### WORK INSTRUCTION
Look through the lines below and extract each one that contains "reauthenticated".

### PROVIDED DATA
Start of Block
impl RedditClient {
    pub fn builder(credentials: Credentials) -> RedditClientBuilder {
        RedditClientBuilder::new(credentials)
    }

    /// Whether an access token has been obtained yet.
    pub fn is_authenticated(&self) -> bool {
        self.token.is_some()
    }

    fn wait_delay(&mut self) {
        if let Some(last) = self.last_request {
            let elapsed = last.elapsed();
            if elapsed < self.delay {
                std::thread::sleep(self.delay - elapsed);
            }
        }
    }

    fn backoff(&self, attempt: u32, rate_limited: bool) -> Duration {
        let idx = attempt.saturating_sub(1) as usize;
        let secs = if rate_limited {
            BACKOFF_429_SECS
                .get(idx)
                .copied()
                .unwrap_or(BACKOFF_429_SECS[BACKOFF_429_SECS.len() - 1])
        } else {
            self.backoff_secs
                .get(idx)
                .or_else(|| self.backoff_secs.last())
                .copied()
                .unwrap_or(1)
        };
        Duration::from_secs(secs)
    }

    /// Send a request, retrying timeouts, connection errors, 5xx and 429 up to the configured
    /// attempt count. Other statuses are returned to the caller as-is.
    fn send_with_retry<F>(&mut self, url: &str, build: F) -> Result<Response, ApiError>
    where
        F: Fn(&Client) -> RequestBuilder,
    {
        let max_attempts = self.retry_count.max(1);
        let mut attempt = 0;
        loop {
            attempt += 1;
            self.wait_delay();
            let result = build(&self.inner).send();
            self.last_request = Some(Instant::now());
            match result {
                Ok(response) => {
                    let status = response.status();
                    let rate_limited = status == StatusCode::TOO_MANY_REQUESTS;
                    if (status.is_server_error() || rate_limited) && attempt < max_attempts {
                        let wait = self.backoff(attempt, rate_limited);
                        warn!(
                            url,
                            status = status.as_u16(),
                            attempt,
                            "transient HTTP status, retrying in {}s",
                            wait.as_secs()
                        );
                        std::thread::sleep(wait);
                        continue;
                    }
                    return Ok(response);
                }
                Err(e) => {
                    if (e.is_timeout() || e.is_connect()) && attempt < max_attempts {
                        let wait = self.backoff(attempt, false);
                        warn!(url, attempt, error = %e, "request failed, retrying in {}s", wait.as_secs());
                        std::thread::sleep(wait);
                        continue;
                    }
                    return Err(ApiError::Network {
                        url: url.to_string(),
                        source: e,
                    });
                }
            }
        }
    }

    /// Current bearer token, requesting a new one when none is cached or it has expired.
    fn access_token(&mut self) -> Result<String, ApiError> {
        if let Some(token) = &self.token {
            if Instant::now() < token.expires_at {
                return Ok(token.value.clone());
            }
        }
        debug!(token_url = %self.token_url, "requesting application-only access token");
        let token_url = self.token_url.clone();
        let client_id = self.credentials.client_id.clone();
        let client_secret = self.credentials.client_secret.clone();
        let response = self.send_with_retry(&token_url, |c| {
            c.post(&token_url)
                .basic_auth(&client_id, Some(&client_secret))
                .form(&[("grant_type", "client_credentials")])
        })?;
        let status = response.status();
        if status == StatusCode::UNAUTHORIZED || status == StatusCode::FORBIDDEN {
            return Err(ApiError::Authentication {
                reason: format!(
                    "HTTP {} from token endpoint; check client_id and client_secret",
                    status.as_u16()
                ),
            });
        }
        if !status.is_success() {
            return Err(ApiError::HttpStatus {
                status: status.as_u16(),
                url: token_url,
            });
        }
        let body: TokenResponse = read_json(response, &token_url)?;
        let value = match (body.access_token, body.error) {
            (Some(v), _) if !v.is_empty() => v,
            (_, Some(err)) => return Err(ApiError::Authentication { reason: err }),
            _ => {
                return Err(ApiError::Authentication {
                    reason: "token endpoint returned no access_token".to_string(),
                })
            }
        };
        let lifetime = Duration::from_secs(body.expires_in.unwrap_or(3600));
        self.token = Some(AccessToken {
            value: value.clone(),
            expires_at: Instant::now() + lifetime.saturating_sub(TOKEN_EXPIRY_MARGIN),
        });
        Ok(value)
    }

    /// Authenticated GET against the API base. A 401 drops the cached token and retries once.
    fn get(&mut self, path: &str, query: &[(&str, String)]) -> Result<Response, ApiError> {
        let url = format!("{}{}", self.api_base, path);
        let mut reauthenticated = false;
        loop {
            let token = self.access_token()?;
            let response = self.send_with_retry(&url, |c| {
                c.get(&url)
                    .bearer_auth(&token)
                    .query(query)
                    .query(&[("raw_json", "1")])
            })?;
            if response.status() == StatusCode::UNAUTHORIZED && !reauthenticated {
                debug!(url = %url, "access token rejected, requesting a new one");
                self.token = None;
                reauthenticated = true;
                continue;
            }
            return Ok(response);
        }
    }

    fn get_json<T: DeserializeOwned>(
        &mut self,
        path: &str,
        query: &[(&str, String)],
    ) -> Result<T, ApiError> {
        let response = self.get(path, query)?;
        let status = response.status();
        if !status.is_success() {
            return Err(ApiError::HttpStatus {
                status: status.as_u16(),
                url: response.url().to_string(),
            });
        }
        let url = response.url().to_string();
        read_json(response, &url)
    }

    /// The comment listing of `/comments/{post}` or `/comments/{post}/_/{comment}`.
    fn comment_listing(&mut self, path: &str) -> Result<Vec<wire::CommentThing>, ApiError> {
        let (_post, comments): (
            IgnoredAny,
            wire::Envelope<wire::ListingData<wire::CommentThing>>,
        ) = self.get_json(path, &[])?;
        Ok(comments.data.children)
    }

    /// Load a "continue this thread" stub from the parent comment's own page.
    fn continue_thread(
        &mut self,
        post_id: &str,
        more: &MoreComments,
    ) -> Result<Vec<CommentNode>, ApiError> {
        let parent = more
            .parent_id
            .strip_prefix("t1_")
            .unwrap_or(&more.parent_id)
            .to_string();
        let path = format!("/comments/{}/_/{}", post_id, parent);
        let nodes = wire::forest(self.comment_listing(&path)?)?;
        let replies = nodes.into_iter().find_map(|node| match node {
            CommentNode::Comment(c) if c.id == parent => Some(c.replies),
            _ => None,
        });
        replies.ok_or_else(|| ApiError::UnexpectedShape {
            reason: format!(
                "comment {} missing from its own thread page {}",
                parent, path
            ),
        })
    }
}

fn read_json<T: DeserializeOwned>(response: Response, url: &str) -> Result<T, ApiError> {
    let bytes = response.bytes().map_err(|e| ApiError::BodyRead {
        url: url.to_string(),
        source: e,
    })?;
    serde_json::from_slice(&bytes).map_err(|e| ApiError::Decode {
        url: url.to_string(),
        source: e,
    })
}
End of Block
### RESPONSE BOX
        let mut reauthenticated = false;
            if response.status() == StatusCode::UNAUTHORIZED && !reauthenticated {
                reauthenticated = true;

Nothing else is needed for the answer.